Last Friday, Judge Kessler ruled that US attorneys must release video footage of the force-feeding procedures. When Dhiab's trial resumed on Monday, the detainee's attorneys called on two witnesses who raised questions about policies at Gitmo.
Sondra Crosby, a medical professor from Boston University who examined Dhiab on behalf of his legal team earlier this year, testified on Monday that the detainee is likely being made to endure painful and humiliating treatment as a means of ensuring future compliance.
“It looks like medical care is being withheld because of disciplinary status and that should never happen,” she told the court, according to The Guardian.
Dan Froomkin, a journalist for The Intercept, wrote that Crosby described video footage played during Monday's hearing of a force-feeding procedure as being “disturbing.”
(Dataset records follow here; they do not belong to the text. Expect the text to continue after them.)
//! Pre-export mesh checks
//!
//! Drops triangles with non-finite coordinates or (near) zero area, recomputes
//! normals, and checks that the terrain solid is closed.

use std::collections::HashMap;

use super::builder::{Triangle, calculate_normal};
use super::extrusion::VolumetricMesh;

/// Below this area (m²) a triangle is considered degenerate
const MIN_TRIANGLE_AREA: f32 = 1e-8;

#[derive(Debug, Default, Clone, PartialEq)]
pub struct ValidationReport {
    pub total: usize,
    pub degenerate: usize,
    pub invalid_coords: usize,
    /// Edges not shared by exactly two faces
    pub open_edges: usize,
}

impl ValidationReport {
    pub fn has_issues(&self) -> bool {
        self.degenerate > 0 || self.invalid_coords > 0 || self.open_edges > 0
    }

    pub fn summary(&self) -> String {
        if !self.has_issues() {
            format!("Mesh valid: {} triangles, closed", self.total)
        } else {
            format!(
                "Mesh issues: {} total, {} degenerate, {} invalid coords, {} open edges",
                self.total, self.degenerate, self.invalid_coords, self.open_edges
            )
        }
    }
}

fn has_invalid_coords(tri: &Triangle) -> bool {
    tri.vertices.iter().flatten().any(|c| !c.is_finite())
}

fn triangle_area(vertices: &[[f32; 3]; 3]) -> f32 {
    let [v0, v1, v2] = *vertices;
    let a = [v1[0] - v0[0], v1[1] - v0[1], v1[2] - v0[2]];
    let b = [v2[0] - v0[0], v2[1] - v0[1], v2[2] - v0[2]];

    let cx = a[1] * b[2] - a[2] * b[1];
    let cy = a[2] * b[0] - a[0] * b[2];
    let cz = a[0] * b[1] - a[1] * b[0];

    0.5 * (cx * cx + cy * cy + cz * cz).sqrt()
}

/// Count edges of the indexed mesh that are not used by exactly two faces
pub fn open_edge_count(mesh: &VolumetricMesh) -> usize {
    let mut uses: HashMap<(usize, usize), usize> = HashMap::new();
    for f in &mesh.faces {
        for k in 0..3 {
            let (a, b) = (f[k], f[(k + 1) % 3]);
            *uses.entry((a.min(b), a.max(b))).or_insert(0) += 1;
        }
    }
    uses.values().filter(|&&n| n != 2).count()
}

/// Triangulate the mesh for export, dropping broken faces and fixing normals
pub fn validate_and_fix(mesh: &VolumetricMesh) -> (Vec<Triangle>, ValidationReport) {
    let triangles = mesh.to_triangles();
    let mut report = ValidationReport {
        total: triangles.len(),
        open_edges: open_edge_count(mesh),
        ..Default::default()
    };

    let cleaned: Vec<Triangle> = triangles
        .into_iter()
        .filter_map(|mut tri| {
            if has_invalid_coords(&tri) {
                report.invalid_coords += 1;
                return None;
            }
            if triangle_area(&tri.vertices) < MIN_TRIANGLE_AREA {
                report.degenerate += 1;
                return None;
            }
            tri.normal = calculate_normal(&tri.vertices);
            Some(tri)
        })
        .collect();

    if report.has_issues() {
        tracing::warn!(summary = %report.summary(), "Mesh validation");
    } else {
        tracing::debug!(summary = %report.summary(), "Mesh validation");
    }

    (cleaned, report)
}

#[cfg(test)]
mod tests {
    use super::*;
    use crate::mesh::extrusion::{FaceKind, TerrainParams, build_volumetric_mesh};

    fn square_mesh(base_depth: f64) -> VolumetricMesh {
        let points = vec![
            [0.0, 0.0, 0.0],
            [10.0, 0.0, 1.0],
            [10.0, 10.0, 2.0],
            [0.0, 10.0, 1.0],
        ];
        let params = TerrainParams {
            base_depth,
            ..Default::default()
        };
        build_volumetric_mesh(&points, &[[10, 20, 30]; 4], &params).unwrap()
    }

    #[test]
    fn test_terrain_solid_is_closed() {
        let mesh = square_mesh(20.0);
        let (tris, report) = validate_and_fix(&mesh);
        assert_eq!(report.open_edges, 0);
        assert!(!report.has_issues(), "{}", report.summary());
        assert_eq!(tris.len(), mesh.faces.len());
    }

    #[test]
    fn test_nan_vertex_is_dropped() {
        let mut mesh = square_mesh(20.0);
        mesh.vertices[0][2] = f64::NAN;
        let (tris, report) = validate_and_fix(&mesh);
        assert!(report.invalid_coords > 0);
        assert_eq!(tris.len(), mesh.faces.len() - report.invalid_coords);
    }

    #[test]
    fn test_degenerate_wall_is_dropped() {
        // Flat cloud with zero base depth: every wall collapses onto the lowest point's level
        let points = vec![
            [0.0, 0.0, 0.0],
            [10.0, 0.0, 0.0],
            [10.0, 10.0, 0.0],
            [0.0, 10.0, 0.0],
        ];
        let params = TerrainParams {
            base_depth: 0.0,
            ..Default::default()
        };
        let mesh = build_volumetric_mesh(&points, &[[0, 0, 0]; 4], &params).unwrap();
        let (tris, report) = validate_and_fix(&mesh);
        assert_eq!(report.degenerate, mesh.face_count(FaceKind::Side));
        assert_eq!(tris.len(), 4);
    }

    #[test]
    fn test_triangle_area() {
        let vertices = [[0.0, 0.0, 0.0], [1.0, 0.0, 0.0], [0.0, 1.0, 0.0]];
        assert!((triangle_area(&vertices) - 0.5).abs() < 0.001);
    }
}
Later, Froomkin said Crosby raised questions about the Gitmo guards' tendency to forcefully restrain Dhiab when removing him from his cell or taking him to be force-fed. According to medical records presented by Dhiab's attorneys during Monday's hearing, guards have removed his socks and boxer shorts, allegedly for disciplinary reasons, and previously rescinded the detainee's access to his wheelchair.
“I can’t think of any reason why a physician would write an order to discontinue socks or boxer shorts,” the Washington Post quoted Crosby as saying. “It seems punitive on the surface.”
“That’s completely inappropriate and cruel, to take a wheelchair away from someone who is not able to walk,” Crosby said, according to the Intercept.
Another witness called by Dhiab's attorneys on Monday, retired Army brigadier general Stephen Xenakis, told the court that he “wouldn’t recommend any restraints” are used by jailers on the detainee, and said he was too physically weak to pose any threat, according to Ackerman.
The hearing is expected to continue through Wednesday.